## What you should do
All entries below must be reproduced without a single change.
━━ Data
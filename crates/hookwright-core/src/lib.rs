//! # Hookwright Core
//!
//! Core utilities, configuration management, and logging for the hookwright
//! extension code generator.
//!
//! This crate provides:
//!
//! - **Configuration**: Multi-layer configuration (defaults, file, programmatic, environment)
//! - **Logging**: `tracing` subscriber setup with level and format selection
//! - **Data**: YAML/JSON loading and path lookups
//! - **Naming**: case conversions for class, method, and label names
//!
//! ## Example
//!
//! ```no_run
//! use hookwright_core::{config::Config, log};
//!
//! let config = Config::load_default()?;
//! let generator = config.typed()?;
//! log::init_from_config(&generator.logs)?;
//! # Ok::<(), hookwright_types::GenerationError>(())
//! ```

#![warn(missing_docs)]
#![warn(clippy::all)]

pub mod config;
pub mod log;
pub mod util;

// Re-export commonly used items
pub use config::Config;
pub use hookwright_types::{GenerationError, Result};

/// Application version
pub const VERSION: &str = env!("CARGO_PKG_VERSION");

/// Application name
pub const APP_NAME: &str = "hookwright";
━━━━
## Written solution
filename crates/hookwright-core/src/lib.rs
//! # Hookwright Core
//!
//! Core utilities, configuration management, and logging for the hookwright
//! extension code generator.
//!
//! This crate provides:
//!
//! - **Configuration**: Multi-layer configuration (defaults, file, programmatic, environment)
//! - **Logging**: `tracing` subscriber setup with level and format selection
//! - **Data**: YAML/JSON loading and path lookups
//! - **Naming**: case conversions for class, method, and label names
//!
//! ## Example
//!
//! ```no_run
//! use hookwright_core::{config::Config, log};
//!
//! let config = Config::load_default()?;
//! let generator = config.typed()?;
//! log::init_from_config(&generator.logs)?;
//! # Ok::<(), hookwright_types::GenerationError>(())
//! ```

#![warn(missing_docs)]
#![warn(clippy::all)]

pub mod config;
pub mod log;
pub mod util;

// Re-export commonly used items
pub use config::Config;
pub use hookwright_types::{GenerationError, Result};

/// Application version
pub const VERSION: &str = env!("CARGO_PKG_VERSION");

/// Application name
pub const APP_NAME: &str = "hookwright";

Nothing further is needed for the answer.